背景简介

随着分子生物学研究的进展，越来越多的新技术被开发和应用到核酸检测领域。除PCR技术之外，TMA技术（Transcription mediated amplification）、NASBA技术（nucleic acid sequence-based amplification）、b-DNA技术、LCR技术（ligase chain reaction）以及SDA技术（strand displacement amplification）等都已经在一些特定的病原体检测上得到应用，并显示出良好的特性【1】。
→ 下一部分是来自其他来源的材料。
//! Append-only failure ledger
//!
//! One line per failed month: `year,month,timestampUTC,reason`. The file is
//! opened, appended to, and closed for every record so nothing is buffered
//! across months.

use crate::error::{Error, Result};
use crate::types::Month;
use chrono::{DateTime, NaiveDateTime, Utc};
use std::path::{Path, PathBuf};
use tokio::io::AsyncWriteExt;

/// Timestamp format used in every ledger (`2024-01-31T12:00:00Z`)
pub const TIMESTAMP_FORMAT: &str = "%Y-%m-%dT%H:%M:%SZ";

/// Format a UTC timestamp for a ledger line
pub fn format_timestamp(at: DateTime<Utc>) -> String {
    at.format(TIMESTAMP_FORMAT).to_string()
}

/// One failed month
#[derive(Clone, Debug, PartialEq, Eq)]
pub struct FailureRecord {
    /// Month that failed
    pub month: Month,
    /// When the failure was recorded, to the second
    pub timestamp: DateTime<Utc>,
    /// Outcome reason or error code
    pub reason: String,
}

impl FailureRecord {
    /// Record a failure now
    pub fn now(month: Month, reason: impl Into<String>) -> Self {
        let now = Utc::now();
        // Ledger lines carry whole seconds
        let timestamp = DateTime::from_timestamp(now.timestamp(), 0).unwrap_or(now);
        Self {
            month,
            timestamp,
            reason: reason.into(),
        }
    }

    /// Ledger line, without the trailing newline
    pub fn to_line(&self) -> String {
        format!(
            "{:04},{:02},{},{}",
            self.month.year(),
            self.month.month(),
            format_timestamp(self.timestamp),
            self.reason
        )
    }

    /// Parse a ledger line
    ///
    /// The reason is everything after the third comma, so it may itself
    /// contain commas.
    pub fn parse_line(line: &str) -> Result<Self> {
        let bad = |what: &str| Error::Parse(format!("ledger line '{line}': {what}"));

        let mut parts = line.trim_end_matches(['\r', '\n']).splitn(4, ',');
        let year = parts
            .next()
            .and_then(|y| y.trim().parse::<i32>().ok())
            .ok_or_else(|| bad("bad year"))?;
        let month = parts
            .next()
            .and_then(|m| m.trim().parse::<u32>().ok())
            .ok_or_else(|| bad("bad month"))?;
        let timestamp = parts
            .next()
            .and_then(|t| NaiveDateTime::parse_from_str(t.trim(), TIMESTAMP_FORMAT).ok())
            .map(|t| t.and_utc())
            .ok_or_else(|| bad("bad timestamp"))?;
        let reason = parts.next().ok_or_else(|| bad("missing reason"))?;

        Ok(Self {
            month: Month::new(year, month).map_err(|_| bad("month out of range"))?,
            timestamp,
            reason: reason.to_string(),
        })
    }
}

/// Append one newline-terminated line, creating the file and its parents
pub async fn append_line(path: &Path, line: &str) -> Result<()> {
    if let Some(parent) = path.parent().filter(|p| !p.as_os_str().is_empty()) {
        tokio::fs::create_dir_all(parent).await?;
    }
    let mut file = tokio::fs::OpenOptions::new()
        .create(true)
        .append(true)
        .open(path)
        .await?;
    file.write_all(format!("{line}\n").as_bytes()).await?;
    file.flush().await?;
    Ok(())
}

/// Failure ledger for month exports
#[derive(Clone, Debug)]
pub struct FailureLedger {
    path: PathBuf,
}

impl FailureLedger {
    /// Ledger at `path`; nothing is created until the first append
    pub fn new(path: impl Into<PathBuf>) -> Self {
        Self { path: path.into() }
    }

    /// Ledger file path
    pub fn path(&self) -> &Path {
        &self.path
    }

    /// Append one record
    pub async fn append(&self, record: &FailureRecord) -> Result<()> {
        append_line(&self.path, &record.to_line()).await
    }

    /// Every record in file order; an absent file is an empty ledger
    pub async fn read_all(&self) -> Result<Vec<FailureRecord>> {
        let text = match tokio::fs::read_to_string(&self.path).await {
            Ok(text) => text,
            Err(e) if e.kind() == std::io::ErrorKind::NotFound => return Ok(Vec::new()),
            Err(e) => return Err(e.into()),
        };
        text.lines()
            .filter(|l| !l.trim().is_empty())
            .map(FailureRecord::parse_line)
            .collect()
    }
}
SAT技术（Simultaneous Amplification and Testing）是基于TMA恒温扩增技术发展起来的一项最新核酸检测技术，是国内企业自主研发的专利技术，国外同类技术主GEN-PROBE的TMA技术（转录介导的核酸扩增技术）和法国BIOMERIEUX的NASBA技术（基于核酸序列扩增检测技术）已在美国、欧洲、大洋洲、东南亚的血筛、感染性疾病检测（如沙眼衣原体、淋球菌等）领域普遍应用，国内部分血站的核酸检测也已使用TMA技术。

技术原理

带有T7启动子的引物与靶标RNA结合，开始逆转录合成cDNA；在M-MLV RT酶的RNase H活性作用下靶标RNA链降解，形成单链cDNA；之后反向引物与cDNA结合，在M-MLV RT酶的聚合酶活性作用下产生靶标核酸（RNA）的一个双链DNA拷贝，且该双链带有T7启动子。在T7 RNA聚合酶的作用下，一条DNA双链上产生多个（100～1000个）RNA拷贝；每一个RNA拷贝再从反转录开始进入下一个扩增循环；同时，带有荧光标记的探针和这些RNA拷贝特异结合，产生荧光。该荧光信号可由荧光检测仪器实时捕获，直观反映扩增循环情况，整个扩增过程都在同一温度（42°C）下进行。

下表列出了SAT同目前常见的其他几种核酸扩增检测技术在检测靶标、酶、反应条件、扩增产物及仪器设备等方面的比较：

SAT与各种核酸扩增检测技术对比表

技术特点

◆ 恒温扩增

恒温扩增不需要繁琐的升降温步骤，一方面可以降低对仪器的要求，降低试验成本；另一方面也能够使SAT反应体系不受样品中DNA、肝素、血红蛋白、EDTA、脂质等污染因子的影响，提高检测稳定性和结果准确性；同时，由于没有高温步骤，也可以在一定程度上降低污染。

◆ RNA检测 -- 降低污染风险

起始靶标与扩增产物均为RNA，从RNA到RNA的循环扩增过程，由于RNA在环境中极易降解，可有效避免扩增产物的污染，降低核酸扩增实验室的要求。

◆ 更高的扩增效率 -- 更高灵敏度

SAT技术的扩增效率极高，每一个循环可以扩增100～1000倍的模版，扩增效率为（100～1000）n，15～30分钟即可将模板扩增109倍，检测灵敏度远高于其它核酸检测技术，有效防止假阳性结果。。在血液筛查领域，灵敏度优势更显得意义重大。同为恒温扩增技术的TMA技术在欧美有很好的应用证明【2】【3】。

◆ 高特异性

针对靶标核酸特异设计的引物和分子信标，实现特异性的扩增和检测，有效防止假阴性结果。

应用前景

SAT检测的靶标核酸是RNA，而RNA在病原体外的环境中易降解，检测结果可作为区分死菌、活菌的依据，因此更利于用药之后疗效的监测和判愈。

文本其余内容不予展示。